Wielokrotnie na naszym blogu opowiadaliśmy Wam o tym, że Turcy to patrioci. Kochają swój kraj i wszystko, co z nim związane. Jeśli byliście już w Turcji to wiecie, jak wszechobecne są tutaj tureckie flagi z gwiazdą i półksiężycem. Jeśli chcielibyście dowiedzieć się więcej o historii i znaczeniu tureckiej flagi to zapraszamy do tego wpisu.
Równie wszechobecny, choć dla turystów, zdecydowanie rzadziej spotykany jest turecki hymn narodowy. Odśpiewywany jest przy każdej możliwej okazji! Usłyszymy go naturalnie podczas:
Ten właśnie, wydawałoby się niegroźny, zwyczaj przyczynił się do kilku interesujących i kontrowersyjnych sytuacji na przestrzeni lat. O tym jednak kilka akapitów niżej. Najpierw przyjrzyjmy się bliżej historii hymnu Turcji i jego znaczeniu.
Dwa lata przed proklamowaniem Republiki Tureckiej przez przyszłego prezydenta Mustafę Kemala Atatürka, czyli w 1921 roku ogłoszono konkurs na tekst hymnu! Zgłoszono aż 724 utwory. Komisja jednogłośnie wybrała wiersz napisany przez Mehmeta Akifa Ersoya - tureckiego poetę pochodzenia albańskiego.
Również w drodze konkursu, ale już 3 lata później przyjęto podkład muzyczny. Ponieważ w 1924 roku trwała wojna o niepodległość to Komisja miała możliwość zebrać się tylko raz. Spośród 24 kompozycji wybrała utwór, który skomponował Ali Rıfat Cağatay. Muzyka została później zmieniona i za autora ostatecznego podkładu muzycznego uważa się dziś Zekiego Ungora, dyrygenta prezydenckiej orkiestry symfonicznej.
Tekst hymnu w języku tureckim prezentuje się następująco:
„Korkma, sönmez bu şafaklarda yüzen al sancak;
Sönmeden yurdumun üstünde tüten en son ocak.
O benim milletimin yıldızıdır, parlayacak;
O benimdir, o benim milletimindir ancak.
Çatma, kurban olayım, çehreni ey nazlı hilal!
Kahraman ırkıma bir gül! Ne bu şiddet, bu celal?
Sana olmaz dökülen kanlarımız sonra helal...
Hakkıdır, Hakk'a tapan, milletimin istiklal!”
W tłumaczeniu na język polski oznacza to:
„Nie obawiajcie się i nie bądźcie posępni, purpurowa flaga nigdy nie wypłowieje;
Ona jest ostatnim niegasnącym ogniskiem naszego narodu.

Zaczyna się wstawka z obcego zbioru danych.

//! Display State Types
//!
//! Types that represent the current display state for the TUI.
//! These are derived from ConductorMessages and used for rendering.
//!
//! # Design Philosophy
//!
//! The TUI is a "thin client" - it just renders what the Conductor tells it to.
//! Display state is the bridge between ConductorMessages and rendering.
//!
//! - DisplayMessage: A rendered transcript entry
//! - DisplayNotification: The notice line under the transcript
//! - Progress: Which question the user is on

use estimator_conductor::{
    ConductorMessage, ConductorState, EstimateResult, MessageId, MessageRole, NotifyLevel,
};

/// A rendered transcript entry
#[derive(Clone, Debug)]
pub struct DisplayMessage {
    /// Unique message ID
    pub id: MessageId,
    /// Who sent this message
    pub role: DisplayRole,
    /// The message content
    pub content: String,
}

impl DisplayMessage {
    /// Create a new display message
    pub fn new(id: MessageId, role: MessageRole, content: String) -> Self {
        Self {
            id,
            role: role.into(),
            content,
        }
    }
}

/// Display role for styling
#[derive(Clone, Copy, Debug, PartialEq, Eq)]
pub enum DisplayRole {
    /// User message
    User,
    /// Estimator message
    Assistant,
}

impl From<MessageRole> for DisplayRole {
    fn from(role: MessageRole) -> Self {
        match role {
            MessageRole::User => Self::User,
            MessageRole::Assistant => Self::Assistant,
        }
    }
}

impl DisplayRole {
    /// Get display prefix
    pub fn prefix(&self) -> &'static str {
        match self {
            Self::User => "You: ",
            Self::Assistant => "Estimator: ",
        }
    }
}

/// A notification to display
#[derive(Clone, Debug, PartialEq, Eq)]
pub struct DisplayNotification {
    /// Notification level
    pub level: NotifyLevel,
    /// Optional title
    pub title: Option<String>,
    /// Message content
    pub message: String,
}

/// The full display state for the TUI
#[derive(Debug)]
pub struct DisplayState {
    /// Transcript entries
    pub messages: Vec<DisplayMessage>,
    /// Conductor state
    pub conductor_state: ConductorState,
    /// Session info
    pub session_model: String,
    /// Whether the session accepts answers
    pub ready: bool,
    /// Pending notification (if any)
    pub notification: Option<DisplayNotification>,
    /// (answered, total)
    pub progress: Option<(usize, usize)>,
    /// Most recent estimate
    pub last_estimate: Option<EstimateResult>,
    /// Goodbye text from the Conductor
    pub goodbye: Option<String>,
}

impl Default for DisplayState {
    fn default() -> Self {
        Self {
            messages: Vec::new(),
            conductor_state: ConductorState::Initializing,
            session_model: String::new(),
            ready: false,
            notification: None,
            progress: None,
            last_estimate: None,
            goodbye: None,
        }
    }
}

impl DisplayState {
    /// Create a new display state
    pub fn new() -> Self {
        Self::default()
    }

    /// Apply a ConductorMessage to update display state
    pub fn apply_message(&mut self, msg: ConductorMessage) {
        match msg {
            // Transcript messages
            ConductorMessage::Message { id, role, content } => {
                self.messages.push(DisplayMessage::new(id, role, content));
            }
            ConductorMessage::TranscriptReset => {
                self.messages.clear();
                self.last_estimate = None;
            }
            ConductorMessage::Transcript { entries } => {
                self.messages = entries
                    .into_iter()
                    .map(|e| DisplayMessage::new(e.id, e.role, e.content))
                    .collect();
            }
            ConductorMessage::Progress { answered, total } => {
                self.progress = Some((answered, total));
            }
            ConductorMessage::Estimate { result } => {
                self.last_estimate = Some(result);
            }

            // System messages
            ConductorMessage::State { state } => {
                self.conductor_state = state;
            }
            ConductorMessage::SessionInfo { model, ready, .. } => {
                self.session_model = model;
                self.ready = ready;
            }
            ConductorMessage::Notify {
                level,
                title,
                message,
            } => {
                self.notification = Some(DisplayNotification {
                    level,
                    title,
                    message,
                });
            }
            ConductorMessage::Quit { message } => {
                self.goodbye = message;
            }
            ConductorMessage::Ack { .. } => {}
        }
    }

    /// Status bar progress text
    pub fn progress_label(&self) -> Option<String> {
        match (self.conductor_state, self.progress) {
            (ConductorState::Asking, Some((answered, total))) if answered < total => {
                Some(format!("Question {} of {total}", answered + 1))
            }
            (ConductorState::AwaitingRestart, _) => Some("Estimate ready".to_string()),
            _ => None,
        }
    }

    /// Clear the notification
    pub fn clear_notification(&mut self) {
        self.notification = None;
    }
}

Moja narodowa gwiazda zawsze będzie świecić;
Ona jest gwiazdą mojego narodu i moją gwiazdą.
Nie martw się, półksiężycu, bo gotów jestem poświęcić się dla ciebie!
Uśmiechnij się nad bohaterskim narodem, czemu ten gniew?
Jeśli będziesz zagniewany, nasze bohaterskie przelanie krwi będzie nic niewarte...
Do wolności ma prawo swój naród, który wielbi Boga i podąża za tym, co słuszne!”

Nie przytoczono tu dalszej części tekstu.